Dataset records: Begin
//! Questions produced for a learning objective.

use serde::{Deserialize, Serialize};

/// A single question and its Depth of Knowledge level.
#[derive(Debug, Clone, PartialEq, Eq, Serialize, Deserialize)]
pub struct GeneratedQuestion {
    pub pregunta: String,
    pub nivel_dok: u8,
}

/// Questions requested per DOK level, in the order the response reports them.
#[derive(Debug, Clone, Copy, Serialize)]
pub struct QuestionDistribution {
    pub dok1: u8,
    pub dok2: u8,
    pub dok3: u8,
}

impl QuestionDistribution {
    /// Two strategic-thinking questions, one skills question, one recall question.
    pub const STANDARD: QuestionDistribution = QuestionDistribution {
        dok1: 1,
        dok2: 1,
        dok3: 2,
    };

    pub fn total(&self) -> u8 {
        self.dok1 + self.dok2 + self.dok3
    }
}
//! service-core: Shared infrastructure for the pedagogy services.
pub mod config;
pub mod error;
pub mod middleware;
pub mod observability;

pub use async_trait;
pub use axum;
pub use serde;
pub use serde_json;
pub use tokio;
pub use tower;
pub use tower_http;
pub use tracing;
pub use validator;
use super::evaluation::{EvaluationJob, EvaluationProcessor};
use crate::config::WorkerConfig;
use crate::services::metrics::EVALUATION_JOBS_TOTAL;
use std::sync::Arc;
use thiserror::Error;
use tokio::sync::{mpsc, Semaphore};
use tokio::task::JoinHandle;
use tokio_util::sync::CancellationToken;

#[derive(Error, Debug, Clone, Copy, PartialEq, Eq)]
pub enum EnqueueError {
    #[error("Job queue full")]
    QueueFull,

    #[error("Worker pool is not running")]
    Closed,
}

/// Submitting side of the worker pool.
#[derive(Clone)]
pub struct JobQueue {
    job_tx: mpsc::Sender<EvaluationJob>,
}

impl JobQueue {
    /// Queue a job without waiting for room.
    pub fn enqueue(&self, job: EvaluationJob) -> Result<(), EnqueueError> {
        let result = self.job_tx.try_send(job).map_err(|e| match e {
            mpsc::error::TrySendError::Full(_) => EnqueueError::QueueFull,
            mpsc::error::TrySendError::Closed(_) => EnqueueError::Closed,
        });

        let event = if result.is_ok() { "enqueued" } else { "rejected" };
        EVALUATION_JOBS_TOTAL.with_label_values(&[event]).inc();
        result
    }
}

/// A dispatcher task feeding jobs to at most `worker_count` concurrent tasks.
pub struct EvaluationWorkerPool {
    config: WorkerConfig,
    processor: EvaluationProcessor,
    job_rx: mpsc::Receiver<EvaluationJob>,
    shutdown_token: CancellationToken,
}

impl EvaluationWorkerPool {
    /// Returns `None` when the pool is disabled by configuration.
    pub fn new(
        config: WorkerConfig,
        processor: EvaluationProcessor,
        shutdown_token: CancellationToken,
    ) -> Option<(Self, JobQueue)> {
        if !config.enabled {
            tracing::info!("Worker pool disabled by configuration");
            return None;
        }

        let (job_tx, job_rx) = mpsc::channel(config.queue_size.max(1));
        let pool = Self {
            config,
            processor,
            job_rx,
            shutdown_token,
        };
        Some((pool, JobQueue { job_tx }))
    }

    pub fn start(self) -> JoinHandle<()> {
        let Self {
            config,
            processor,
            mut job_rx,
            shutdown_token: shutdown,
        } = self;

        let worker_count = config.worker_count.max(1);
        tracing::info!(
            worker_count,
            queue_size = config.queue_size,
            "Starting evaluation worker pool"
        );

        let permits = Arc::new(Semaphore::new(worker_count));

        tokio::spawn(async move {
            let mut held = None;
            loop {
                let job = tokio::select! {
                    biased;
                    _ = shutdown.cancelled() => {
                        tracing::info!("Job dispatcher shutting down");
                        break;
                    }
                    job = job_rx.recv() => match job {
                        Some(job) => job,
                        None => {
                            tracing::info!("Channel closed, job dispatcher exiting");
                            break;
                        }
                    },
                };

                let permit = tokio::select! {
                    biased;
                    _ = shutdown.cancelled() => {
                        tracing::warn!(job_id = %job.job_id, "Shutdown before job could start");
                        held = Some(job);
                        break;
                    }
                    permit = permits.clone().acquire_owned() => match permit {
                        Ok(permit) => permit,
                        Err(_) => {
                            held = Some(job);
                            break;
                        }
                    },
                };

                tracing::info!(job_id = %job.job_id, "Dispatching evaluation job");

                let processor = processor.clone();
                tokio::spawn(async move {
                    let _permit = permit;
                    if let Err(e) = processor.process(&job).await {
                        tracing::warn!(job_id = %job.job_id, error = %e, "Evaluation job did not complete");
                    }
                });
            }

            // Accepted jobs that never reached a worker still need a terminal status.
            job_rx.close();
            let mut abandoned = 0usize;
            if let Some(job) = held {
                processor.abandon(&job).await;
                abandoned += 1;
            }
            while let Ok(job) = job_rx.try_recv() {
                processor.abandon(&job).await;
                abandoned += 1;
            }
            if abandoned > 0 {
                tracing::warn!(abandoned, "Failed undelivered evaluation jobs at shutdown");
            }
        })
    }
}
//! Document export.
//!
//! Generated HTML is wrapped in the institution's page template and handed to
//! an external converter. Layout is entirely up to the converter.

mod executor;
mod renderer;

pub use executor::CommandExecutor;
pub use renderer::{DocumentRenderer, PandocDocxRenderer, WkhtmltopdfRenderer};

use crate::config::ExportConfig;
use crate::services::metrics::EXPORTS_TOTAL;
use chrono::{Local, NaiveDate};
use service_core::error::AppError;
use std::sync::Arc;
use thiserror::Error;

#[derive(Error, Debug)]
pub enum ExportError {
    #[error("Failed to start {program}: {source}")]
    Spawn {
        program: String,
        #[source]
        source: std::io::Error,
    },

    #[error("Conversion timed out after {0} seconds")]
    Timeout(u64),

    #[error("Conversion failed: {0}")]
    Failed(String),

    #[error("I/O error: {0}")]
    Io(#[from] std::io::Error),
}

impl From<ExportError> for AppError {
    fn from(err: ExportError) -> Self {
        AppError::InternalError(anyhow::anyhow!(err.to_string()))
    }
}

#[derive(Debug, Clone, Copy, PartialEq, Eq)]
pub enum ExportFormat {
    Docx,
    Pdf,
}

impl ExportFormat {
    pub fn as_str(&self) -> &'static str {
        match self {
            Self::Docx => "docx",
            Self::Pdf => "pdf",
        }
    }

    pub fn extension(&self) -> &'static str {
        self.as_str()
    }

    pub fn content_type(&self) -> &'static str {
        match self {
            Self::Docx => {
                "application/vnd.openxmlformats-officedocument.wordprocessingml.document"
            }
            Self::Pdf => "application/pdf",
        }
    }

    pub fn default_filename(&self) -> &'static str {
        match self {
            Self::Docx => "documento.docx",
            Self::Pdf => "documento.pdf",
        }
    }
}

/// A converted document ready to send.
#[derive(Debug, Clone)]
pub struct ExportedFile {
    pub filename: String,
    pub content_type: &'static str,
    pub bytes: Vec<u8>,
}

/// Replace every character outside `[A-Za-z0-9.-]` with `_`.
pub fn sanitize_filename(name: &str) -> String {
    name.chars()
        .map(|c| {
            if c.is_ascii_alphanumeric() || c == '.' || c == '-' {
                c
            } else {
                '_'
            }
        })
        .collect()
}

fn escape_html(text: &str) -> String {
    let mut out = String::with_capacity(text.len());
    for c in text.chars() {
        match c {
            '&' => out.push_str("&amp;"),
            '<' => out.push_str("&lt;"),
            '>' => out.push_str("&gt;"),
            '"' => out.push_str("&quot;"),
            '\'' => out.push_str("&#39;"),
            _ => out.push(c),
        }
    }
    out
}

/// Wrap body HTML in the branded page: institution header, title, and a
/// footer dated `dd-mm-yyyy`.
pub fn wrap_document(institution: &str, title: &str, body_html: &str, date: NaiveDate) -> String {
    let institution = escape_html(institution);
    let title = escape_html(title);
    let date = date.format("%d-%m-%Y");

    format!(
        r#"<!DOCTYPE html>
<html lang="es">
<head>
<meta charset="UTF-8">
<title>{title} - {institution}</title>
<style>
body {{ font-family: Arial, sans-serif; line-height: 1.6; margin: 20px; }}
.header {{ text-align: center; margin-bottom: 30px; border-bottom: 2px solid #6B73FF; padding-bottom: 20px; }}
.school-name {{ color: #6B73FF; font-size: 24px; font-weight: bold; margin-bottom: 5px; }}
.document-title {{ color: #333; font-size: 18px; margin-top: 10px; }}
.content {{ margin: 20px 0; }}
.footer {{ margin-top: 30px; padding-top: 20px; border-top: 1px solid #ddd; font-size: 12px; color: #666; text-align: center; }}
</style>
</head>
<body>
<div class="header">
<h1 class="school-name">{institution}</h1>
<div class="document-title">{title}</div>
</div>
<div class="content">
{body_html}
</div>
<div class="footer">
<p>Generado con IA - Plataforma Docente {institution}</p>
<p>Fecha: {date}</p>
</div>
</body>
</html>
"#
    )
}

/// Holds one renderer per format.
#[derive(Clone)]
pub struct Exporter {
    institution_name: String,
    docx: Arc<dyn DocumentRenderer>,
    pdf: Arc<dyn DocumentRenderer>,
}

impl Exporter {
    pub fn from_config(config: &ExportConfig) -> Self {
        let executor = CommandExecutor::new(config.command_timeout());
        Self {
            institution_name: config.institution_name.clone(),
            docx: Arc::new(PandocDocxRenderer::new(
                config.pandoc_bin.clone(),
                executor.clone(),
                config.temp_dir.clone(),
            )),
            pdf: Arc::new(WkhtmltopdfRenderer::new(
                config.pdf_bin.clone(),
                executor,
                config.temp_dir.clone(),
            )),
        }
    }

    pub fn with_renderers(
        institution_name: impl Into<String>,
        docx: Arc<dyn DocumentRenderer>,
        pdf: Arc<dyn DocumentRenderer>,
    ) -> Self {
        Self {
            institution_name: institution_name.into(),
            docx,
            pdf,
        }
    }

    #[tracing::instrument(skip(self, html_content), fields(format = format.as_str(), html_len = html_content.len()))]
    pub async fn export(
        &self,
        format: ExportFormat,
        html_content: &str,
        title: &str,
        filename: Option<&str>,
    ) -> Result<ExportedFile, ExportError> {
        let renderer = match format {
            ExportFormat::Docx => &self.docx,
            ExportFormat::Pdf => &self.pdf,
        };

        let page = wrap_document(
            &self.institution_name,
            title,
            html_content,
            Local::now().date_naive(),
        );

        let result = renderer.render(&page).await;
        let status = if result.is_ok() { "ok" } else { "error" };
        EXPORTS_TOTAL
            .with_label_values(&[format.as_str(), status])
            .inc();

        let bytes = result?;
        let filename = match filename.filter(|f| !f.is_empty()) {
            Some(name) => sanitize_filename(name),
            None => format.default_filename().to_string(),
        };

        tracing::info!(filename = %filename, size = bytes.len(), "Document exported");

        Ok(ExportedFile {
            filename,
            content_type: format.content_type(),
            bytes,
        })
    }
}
Dataset records: End
Brief: Reproduce every line above containing "solid".

Result:
.header {{ text-align: center; margin-bottom: 30px; border-bottom: 2px solid #6B73FF; padding-bottom: 20px; }}
.footer {{ margin-top: 30px; padding-top: 20px; border-top: 1px solid #ddd; font-size: 12px; color: #666; text-align: center; }}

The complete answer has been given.